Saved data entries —
----

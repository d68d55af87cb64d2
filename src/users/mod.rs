pub mod users_model;
pub mod users_repository;
pub mod users_service;
pub mod users_traits;

pub use users_model::User;
pub use users_repository::UserRepository;
pub use users_service::UserService;
pub use users_traits::{UserRepositoryTrait, UserServiceTrait, UsersApi};
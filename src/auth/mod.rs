pub mod auth_model;
pub mod auth_service;
pub mod auth_traits;
pub mod jwt;
pub mod token_store;

pub use auth_model::{AuthResponse, LoginRequest, RegisterRequest, Session};
pub use auth_service::AuthService;
pub use auth_traits::{AuthApi, AuthServiceTrait};
pub use token_store::{SessionHandle, TokenStore};
use element_types::{Point3d, Vec3};

use crate::types::*;

/// Solid-construction contract of the geometry kernel.
///
/// Generators only describe solids; a `Kernel` turns those descriptions into
/// kernel-owned solids. Implementations may keep internal state, so every
/// operation takes `&mut self` and calls are serialized by the caller.
pub trait Kernel {
    /// Create a closed rectangular boundary spanning `[0, extent_x] x [0, extent_y]`
    /// in the plane through `origin` spanned by `x_axis` and `y_axis`.
    fn make_planar_profile(
        &mut self,
        origin: Point3d,
        x_axis: Vec3,
        y_axis: Vec3,
        extent_x: f64,
        extent_y: f64,
    ) -> Result<ProfileId, KernelError>;

    /// Create a closed planar boundary through `points`. The closing edge is implied.
    fn make_polygon_profile(&mut self, points: &[Point3d]) -> Result<ProfileId, KernelError>;

    /// Extrude a profile along world up by `height` and cap both ends.
    /// The profile is consumed.
    fn extrude(
        &mut self,
        profile: ProfileId,
        height: f64,
    ) -> Result<KernelSolidHandle, KernelError>;

    /// Boolean difference: `a` minus `b`. Neither input is modified.
    fn boolean_difference(
        &mut self,
        a: &KernelSolidHandle,
        b: &KernelSolidHandle,
    ) -> Result<KernelSolidHandle, KernelError>;
}

/// Read-only queries on solids owned by a kernel.
pub trait KernelIntrospect {
    /// Axis-aligned bounds of a solid.
    fn bounding_box(&self, solid: &KernelSolidHandle) -> Option<BoundingBox>;

    /// Enclosed volume of a solid, in cubic millimetres.
    fn volume(&self, solid: &KernelSolidHandle) -> Option<f64>;

    /// Number of solids currently alive in the kernel session.
    fn solid_count(&self) -> usize;
}
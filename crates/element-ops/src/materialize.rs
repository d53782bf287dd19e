use element_types::{ProfileSpec, SolidSpec};
use geom_kernel::{Kernel, KernelSolidHandle};
use tracing::debug;

use crate::errors::ElementError;

/// Build one solid: create its profile, then extrude it by its height.
pub fn materialize_solid(
    kernel: &mut dyn Kernel,
    spec: &SolidSpec,
) -> Result<KernelSolidHandle, ElementError> {
    let profile = match &spec.profile {
        ProfileSpec::Rectangle {
            origin,
            x_axis,
            y_axis,
            extent_x,
            extent_y,
        } => kernel.make_planar_profile(*origin, *x_axis, *y_axis, *extent_x, *extent_y)?,
        ProfileSpec::Polygon { points } => kernel.make_polygon_profile(points)?,
    };
    Ok(kernel.extrude(profile, spec.height)?)
}

/// Build every solid in order. Stops at the first kernel failure.
pub fn materialize(
    kernel: &mut dyn Kernel,
    specs: &[SolidSpec],
) -> Result<Vec<KernelSolidHandle>, ElementError> {
    let handles = specs
        .iter()
        .map(|spec| materialize_solid(kernel, spec))
        .collect::<Result<Vec<_>, _>>()?;
    debug!(count = handles.len(), "materialized solids");
    Ok(handles)
}
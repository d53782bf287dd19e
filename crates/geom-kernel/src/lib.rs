pub mod mock_kernel;
pub mod traits;
pub mod types;

pub use mock_kernel::MockKernel;
pub use traits::*;
pub use types::*;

----

How to complete this task — Every entry above should be duplicated exactly.

Result for this exercise —
repository d68d55af87cb64d2
filename src/users/mod.rs
pub mod users_model;
pub mod users_repository;
pub mod users_service;
pub mod users_traits;

pub use users_model::User;
pub use users_repository::UserRepository;
pub use users_service::UserService;
pub use users_traits::{UserRepositoryTrait, UserServiceTrait, UsersApi};
filename src/auth/mod.rs
pub mod auth_model;
pub mod auth_service;
pub mod auth_traits;
pub mod jwt;
pub mod token_store;

pub use auth_model::{AuthResponse, LoginRequest, RegisterRequest, Session};
pub use auth_service::AuthService;
pub use auth_traits::{AuthApi, AuthServiceTrait};
pub use token_store::{SessionHandle, TokenStore};
use element_types::{Point3d, Vec3};

use crate::types::*;

/// Solid-construction contract of the geometry kernel.
///
/// Generators only describe solids; a `Kernel` turns those descriptions into
/// kernel-owned solids. Implementations may keep internal state, so every
/// operation takes `&mut self` and calls are serialized by the caller.
pub trait Kernel {
    /// Create a closed rectangular boundary spanning `[0, extent_x] x [0, extent_y]`
    /// in the plane through `origin` spanned by `x_axis` and `y_axis`.
    fn make_planar_profile(
        &mut self,
        origin: Point3d,
        x_axis: Vec3,
        y_axis: Vec3,
        extent_x: f64,
        extent_y: f64,
    ) -> Result<ProfileId, KernelError>;

    /// Create a closed planar boundary through `points`. The closing edge is implied.
    fn make_polygon_profile(&mut self, points: &[Point3d]) -> Result<ProfileId, KernelError>;

    /// Extrude a profile along world up by `height` and cap both ends.
    /// The profile is consumed.
    fn extrude(
        &mut self,
        profile: ProfileId,
        height: f64,
    ) -> Result<KernelSolidHandle, KernelError>;

    /// Boolean difference: `a` minus `b`. Neither input is modified.
    fn boolean_difference(
        &mut self,
        a: &KernelSolidHandle,
        b: &KernelSolidHandle,
    ) -> Result<KernelSolidHandle, KernelError>;
}

/// Read-only queries on solids owned by a kernel.
pub trait KernelIntrospect {
    /// Axis-aligned bounds of a solid.
    fn bounding_box(&self, solid: &KernelSolidHandle) -> Option<BoundingBox>;

    /// Enclosed volume of a solid, in cubic millimetres.
    fn volume(&self, solid: &KernelSolidHandle) -> Option<f64>;

    /// Number of solids currently alive in the kernel session.
    fn solid_count(&self) -> usize;
}
filename crates/element-ops/src/materialize.rs
repository d53782bf287dd19e
use element_types::{ProfileSpec, SolidSpec};
use geom_kernel::{Kernel, KernelSolidHandle};
use tracing::debug;

use crate::errors::ElementError;

/// Build one solid: create its profile, then extrude it by its height.
pub fn materialize_solid(
    kernel: &mut dyn Kernel,
    spec: &SolidSpec,
) -> Result<KernelSolidHandle, ElementError> {
    let profile = match &spec.profile {
        ProfileSpec::Rectangle {
            origin,
            x_axis,
            y_axis,
            extent_x,
            extent_y,
        } => kernel.make_planar_profile(*origin, *x_axis, *y_axis, *extent_x, *extent_y)?,
        ProfileSpec::Polygon { points } => kernel.make_polygon_profile(points)?,
    };
    Ok(kernel.extrude(profile, spec.height)?)
}

/// Build every solid in order. Stops at the first kernel failure.
pub fn materialize(
    kernel: &mut dyn Kernel,
    specs: &[SolidSpec],
) -> Result<Vec<KernelSolidHandle>, ElementError> {
    let handles = specs
        .iter()
        .map(|spec| materialize_solid(kernel, spec))
        .collect::<Result<Vec<_>, _>>()?;
    debug!(count = handles.len(), "materialized solids");
    Ok(handles)
}
repository d53782bf287dd19e
filename crates/geom-kernel/src/lib.rs
pub mod mock_kernel;
pub mod traits;
pub mod types;

pub use mock_kernel::MockKernel;
pub use traits::*;
pub use types::*;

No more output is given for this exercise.